DanaBot’s Evolution Techniques
DanaBot, first recognized in Could 2018, operated as a malware-as-a-service (MaaS), renting its capabilities to different criminals. It was extremely versatile, stealing banking credentials, looking historical past, and even cryptocurrency pockets data, whereas additionally providing distant entry, keylogging, and display recording. Preliminary infections typically got here through spam emails. Hackread.com notably reported on DanaBot’s emergence in 2019, when Proofpoint researchers first detailed its unfold.
ESET, which has rigorously tracked DanaBot since 2018, confirmed its evolution right into a high banking malware, noting that international locations like Poland, Italy, Spain, and Turkey have been traditionally amongst its most focused.
ESET researcher Tomáš Procházka added, “Other than exfiltrating delicate information, we’ve got noticed that Danabot can be used to ship additional malware, which may embody ransomware, to an already compromised system.”
Extra lately, a brand new model of DanaBot has been discovered hidden in pirated software program keys for “free VPN, anti-virus software program and pirated video games,” tricking customers downloading from bogus websites.
Past monetary crime, the investigation revealed DanaBot’s sinister twin objective. A variant, tracked by CrowdStrike as SCULLY SPIDER, focused navy, diplomatic, and authorities entities in North America and Europe for espionage, and was noticed by ESET launching DDoS assaults towards targets like Ukraine’s Ministry of Protection following the Russian invasion.
Based on Europol’s press launch, this large takedown is an proof to intensive worldwide cooperation. The investigation was spearheaded by the FBI’s Anchorage Subject Workplace and the Protection Felony Investigative Service (DCIS), with important help from Germany’s Bundeskriminalamt (BKA), the Netherlands Nationwide Police, and the Australian Federal Police.
Europol and Eurojust supplied essential coordination, with a command put up at Europol HQ involving investigators from Canada, Denmark, France, Germany, Netherlands, UK, and US.
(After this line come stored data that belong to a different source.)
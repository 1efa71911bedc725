//! # Tiles
//!
//! One tile per cell. Tiles are created when the floor is first loaded and
//! afterwards only mutated in place: retyping keeps accumulated blood and the
//! explored flag.

use super::TileType;
use serde::{Deserialize, Serialize};

/// RGB display color handed to the renderer.
#[derive(Debug, Clone, Copy, PartialEq, Eq, Default, Serialize, Deserialize)]
pub struct Color {
    pub r: u8,
    pub g: u8,
    pub b: u8,
}

impl Color {
    pub const fn new(r: u8, g: u8, b: u8) -> Self {
        Self { r, g, b }
    }
}

/// Terrain occupying a single cell.
#[derive(Debug, Clone, PartialEq, Eq)]
pub struct Tile {
    pub type_name: String,
    pub glyph: char,
    pub color: Color,
    pub passable: bool,
    pub blocks_los: bool,
    /// Blood intensity, only ever grows and never exceeds the configured max
    pub blood: u32,
    pub explored: bool,
    /// Stepping here ends the floor
    pub exit: bool,
    /// Generation-only room footprint marker
    pub room_placeholder: bool,
}

impl Tile {
    /// The filler used before any template has been loaded.
    pub fn void() -> Self {
        Self {
            type_name: String::new(),
            glyph: ' ',
            color: Color::default(),
            passable: false,
            blocks_los: true,
            blood: 0,
            explored: false,
            exit: false,
            room_placeholder: false,
        }
    }

    pub fn from_type(tile_type: &TileType) -> Self {
        let mut tile = Self::void();
        tile.retype(tile_type);
        tile
    }

    /// Whether nothing has been loaded into this cell yet.
    pub fn is_void(&self) -> bool {
        self.type_name.is_empty()
    }

    /// Changes the terrain type in place.
    pub fn retype(&mut self, tile_type: &TileType) {
        self.type_name = tile_type.name.clone();
        self.glyph = tile_type.glyph;
        self.color = tile_type.color;
        self.passable = tile_type.passable;
        self.blocks_los = tile_type.blocks_los;
        self.exit = tile_type.exit;
        self.room_placeholder = tile_type.room_placeholder;
    }

    /// Adds blood, saturating at `max`. Returns the new intensity.
    pub fn splatter(&mut self, amount: u32, max: u32) -> u32 {
        self.blood = self.blood.saturating_add(amount).min(max.max(self.blood));
        self.blood
    }
}

impl Default for Tile {
    fn default() -> Self {
        Self::void()
    }
}

#[cfg(test)]
mod tests {
    use super::*;

    fn carpet() -> TileType {
        TileType {
            name: "carpet".to_string(),
            glyph: '.',
            color: Color::new(90, 80, 120),
            passable: true,
            blocks_los: false,
            exit: false,
            room_placeholder: false,
        }
    }

    #[test]
    fn test_retype_keeps_blood_and_explored() {
        let mut tile = Tile::from_type(&carpet());
        tile.splatter(3, 10);
        tile.explored = true;

        let elevator = TileType {
            name: "elevator".to_string(),
            exit: true,
            ..carpet()
        };
        tile.retype(&elevator);
        assert_eq!(tile.type_name, "elevator");
        assert!(tile.exit);
        assert_eq!(tile.blood, 3);
        assert!(tile.explored);
    }

    #[test]
    fn test_splatter_clamps() {
        let mut tile = Tile::from_type(&carpet());
        assert_eq!(tile.splatter(4, 5), 4);
        assert_eq!(tile.splatter(4, 5), 5);
        assert_eq!(tile.splatter(u32::MAX, 5), 5);
    }

    #[test]
    fn test_void_tile() {
        let tile = Tile::default();
        assert!(tile.is_void());
        assert!(!tile.passable);
    }
}
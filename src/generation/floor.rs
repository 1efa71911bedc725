//! # Floor Generator
//!
//! Composes a floor template and rotated room templates into one floor and
//! infers doors from the walls rooms share with each other and with hallways.

use super::{segment_interior, Generator, Room, Side, SideKind, Template};
use crate::game::{GameState, Position};
use crate::{ShambleError, ShambleResult};
use std::collections::BTreeMap;

/// Marker family for room slot origins.
pub const ROOM_PLACEHOLDER: &str = "room";
/// Marker family for door candidates.
pub const DOOR_PLACEHOLDER: &str = "door";

/// Normalized identity of a wall segment: its end points in ascending order.
pub type EdgeKey = (Position, Position);

/// A wall segment shared by the rooms registered against it.
#[derive(Debug, Clone, PartialEq, Eq)]
pub struct RoomEdge {
    pub key: EdgeKey,
    /// Room ids with the side kind each one saw beyond this wall
    pub rooms: Vec<(usize, SideKind)>,
    pub door: Option<Position>,
}

impl RoomEdge {
    pub fn new(start: Position, end: Position) -> Self {
        Self {
            key: Self::key_for(start, end),
            rooms: Vec::new(),
            door: None,
        }
    }

    pub fn key_for(start: Position, end: Position) -> EdgeKey {
        if start <= end {
            (start, end)
        } else {
            (end, start)
        }
    }

    /// Door markers needed on a cell before a door may go there.
    pub fn required_candidates(&self) -> usize {
        if self.rooms.iter().any(|(_, kind)| *kind == SideKind::Hallway) {
            1
        } else {
            2
        }
    }

    /// Cells between the corners.
    pub fn interior(&self) -> Vec<Position> {
        segment_interior(self.key.0, self.key.1)
    }
}

/// What the floor generator built.
#[derive(Debug, Clone, Default)]
pub struct FloorLayout {
    pub width: usize,
    pub height: usize,
    pub rooms: Vec<Room>,
    pub edges: Vec<RoomEdge>,
    pub doors: Vec<Position>,
}

impl FloorLayout {
    pub fn edge(&self, key: EdgeKey) -> Option<&RoomEdge> {
        self.edges.iter().find(|edge| edge.key == key)
    }
}

/// Builds a floor from a floor template and a set of room templates.
#[derive(Debug, Clone)]
pub struct FloorGenerator {
    pub floor: Template,
    /// Placed exactly once each
    pub required_rooms: Vec<Template>,
    /// Sampled to fill the remaining slots
    pub room_pool: Vec<Template>,
}

impl FloorGenerator {
    pub fn new(floor: Template, required_rooms: Vec<Template>, room_pool: Vec<Template>) -> Self {
        Self {
            floor,
            required_rooms,
            room_pool,
        }
    }

    fn room_slots(state: &GameState) -> Vec<Position> {
        let mut slots: Vec<Position> = state
            .markers
            .iter()
            .filter(|marker| marker.placeholder == ROOM_PLACEHOLDER)
            .map(|marker| marker.position)
            .collect();
        slots.sort();
        slots.dedup();
        slots
    }

    fn choose_rooms(&self, state: &mut GameState, slots: usize) -> ShambleResult<Vec<&Template>> {
        if self.required_rooms.len() > slots {
            return Err(ShambleError::InvalidConfiguration(format!(
                "{} required rooms do not fit in {} room slots",
                self.required_rooms.len(),
                slots
            )));
        }
        let mut chosen: Vec<&Template> = self.required_rooms.iter().collect();
        while chosen.len() < slots {
            let template = state.random.sample(&self.room_pool).ok_or_else(|| {
                ShambleError::InvalidConfiguration(
                    "Room pool is empty but slots remain".to_string(),
                )
            })?;
            chosen.push(template);
        }
        state.random.shuffle(&mut chosen);
        Ok(chosen)
    }

    fn place_rooms(
        &self,
        state: &mut GameState,
        slots: &[Position],
        templates: &[&Template],
    ) -> ShambleResult<Vec<Room>> {
        let mut rooms = Vec::with_capacity(slots.len());
        for (id, (&origin, template)) in slots.iter().zip(templates).enumerate() {
            let rotations = template.allowed_rotations();
            let rotation = state.random.sample(rotations).copied().unwrap_or(0);
            template.load(state, origin, rotation, false)?;

            let grid = template.grid(rotation);
            let mut random_doors = [false; 4];
            for side in Side::all() {
                random_doors[side.rotated(rotation).index()] = template.random_doors[side.index()];
            }
            rooms.push(Room {
                id,
                template: template.name.clone(),
                origin,
                rotation,
                width: grid.width() as u32,
                height: grid.height() as u32,
                sides: [SideKind::None; 4],
                random_doors,
            });
        }
        Ok(rooms)
    }

    fn classify_sides(state: &GameState, rooms: &mut [Room]) {
        let footprints: Vec<Room> = rooms.to_vec();
        for room in rooms.iter_mut() {
            for side in Side::all() {
                let probe = room.side_probe(side);
                let kind = if !state.in_bounds(probe) {
                    SideKind::MapEdge
                } else if footprints
                    .iter()
                    .any(|other| other.id != room.id && other.contains(probe))
                {
                    SideKind::Room
                } else if state.tile(probe).map_or(false, |tile| tile.passable) {
                    SideKind::Hallway
                } else {
                    SideKind::None
                };
                room.sides[side.index()] = kind;
            }
        }
    }

    fn collect_edges(rooms: &[Room]) -> Vec<RoomEdge> {
        let mut edges: BTreeMap<EdgeKey, RoomEdge> = BTreeMap::new();
        for room in rooms {
            for side in Side::all() {
                let kind = room.side_kind(side);
                if !room.random_doors[side.index()]
                    || !matches!(kind, SideKind::Room | SideKind::Hallway)
                {
                    continue;
                }
                let (start, end) = room.side_segment(side);
                edges
                    .entry(RoomEdge::key_for(start, end))
                    .or_insert_with(|| RoomEdge::new(start, end))
                    .rooms
                    .push((room.id, kind));
            }
        }
        edges.into_values().collect()
    }

    fn door_candidates(state: &GameState, pos: Position) -> Vec<String> {
        state
            .markers
            .at(pos)
            .filter(|marker| marker.placeholder == DOOR_PLACEHOLDER)
            .map(|marker| marker.value.clone())
            .collect()
    }

    fn place_door(state: &mut GameState, edge: &mut RoomEdge) -> ShambleResult<()> {
        let required = edge.required_candidates();
        let valid: Vec<Position> = edge
            .interior()
            .into_iter()
            .filter(|&pos| Self::door_candidates(state, pos).len() >= required)
            .collect();

        let pos = match state.random.sample(&valid).copied() {
            Some(pos) => pos,
            None => {
                log::warn!(
                    "No valid door tile on edge {} - {}; leaving it closed off",
                    edge.key.0,
                    edge.key.1
                );
                return Ok(());
            }
        };

        let door_type = Self::door_candidates(state, pos)
            .into_iter()
            .next()
            .ok_or_else(|| ShambleError::GenerationFailed(format!("Door marker vanished at {}", pos)))?;

        let floor = state.registry.floor_tile_type()?.clone();
        if let Some(tile) = state.tiles.get_mut(pos) {
            tile.retype(&floor);
        }
        let blocking: Vec<_> = state
            .furniture
            .at(pos)
            .filter(|f| f.is_wall || !f.passable)
            .map(|f| f.id)
            .collect();
        for id in blocking {
            state.furniture.remove(id);
        }
        state.spawn_furniture(&door_type, pos)?;
        edge.door = Some(pos);
        log::debug!("Placed {} at {}", door_type, pos);
        Ok(())
    }

    fn strip_placeholders(state: &mut GameState) -> ShambleResult<()> {
        for id in state.markers.ids() {
            state.markers.remove(id);
        }
        let floor = state.registry.floor_tile_type()?.clone();
        for pos in state.tiles.positions().collect::<Vec<_>>() {
            if let Some(tile) = state.tiles.get_mut(pos) {
                if tile.room_placeholder {
                    tile.retype(&floor);
                }
            }
        }
        Ok(())
    }
}

impl Generator<FloorLayout> for FloorGenerator {
    fn generate(&self, state: &mut GameState) -> ShambleResult<FloorLayout> {
        let base = self.floor.grid(0);
        let (width, height) = (base.width(), base.height());
        state.set_size(width, height);
        self.floor.load(state, Position::new(0, 0), 0, true)?;

        let mut layout = FloorLayout {
            width,
            height,
            ..FloorLayout::default()
        };

        let slots = Self::room_slots(state);
        if slots.is_empty() {
            log::warn!("Floor template '{}' has no room slots", self.floor.name);
            return Ok(layout);
        }

        let templates = self.choose_rooms(state, slots.len())?;
        let mut rooms = self.place_rooms(state, &slots, &templates)?;
        Self::classify_sides(state, &mut rooms);

        let mut edges = Self::collect_edges(&rooms);
        for edge in edges.iter_mut() {
            Self::place_door(state, edge)?;
        }
        layout.doors = edges.iter().filter_map(|edge| edge.door).collect();

        if !state.config.keep_placeholders {
            Self::strip_placeholders(state)?;
        }

        log::info!(
            "Generated {}x{} floor with {} rooms and {} doors",
            width,
            height,
            rooms.len(),
            layout.doors.len()
        );
        layout.rooms = rooms;
        layout.edges = edges;
        Ok(layout)
    }

    fn validate(&self, layout: &FloorLayout, state: &GameState) -> ShambleResult<()> {
        if state.player_id.is_none() {
            return Err(ShambleError::GenerationFailed(
                "Floor has no player start".to_string(),
            ));
        }
        for &door in &layout.doors {
            let terrain_ok = state.tile(door).map_or(false, |tile| tile.passable);
            let blocked = state
                .furniture
                .first_at(door, |f| f.door.is_none() && !f.passable)
                .is_some();
            if !terrain_ok || blocked {
                return Err(ShambleError::GenerationFailed(format!(
                    "Door at {} is blocked",
                    door
                )));
            }
        }
        for required in &self.required_rooms {
            if !layout.rooms.iter().any(|room| room.template == required.name) {
                return Err(ShambleError::GenerationFailed(format!(
                    "Required room '{}' was not placed",
                    required.name
                )));
            }
        }
        Ok(())
    }

    fn generator_type(&self) -> &'static str {
        "FloorGenerator"
    }
}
Quite a few non-public cybersecurity corporations supplied essential technical help, together with Amazon, CrowdStrike, ESET, Flashpoint, Google, Intel 471, Lumen, PayPal, Proofpoint, Group Cymru, and ZScaler. ESET Analysis particularly contributed technical evaluation of the malware and its backend infrastructure, together with figuring out DanaBot’s command and management servers.
German authorities will add 18 suspects to the EU Most Needed listing from Could 23, 2025. This coordinated motion is a significant blow to cybercriminal networks, exhibiting the facility of worldwide partnerships towards rising cybersecurity threats.
Operation Endgame is aimed toward breaking the “ransomware kill chain.” Thus far authorities have neutralised preliminary entry malware like Bumblebee, Latrodectus, Qakbot, Hijackloader, Trickbot and Warmcookie.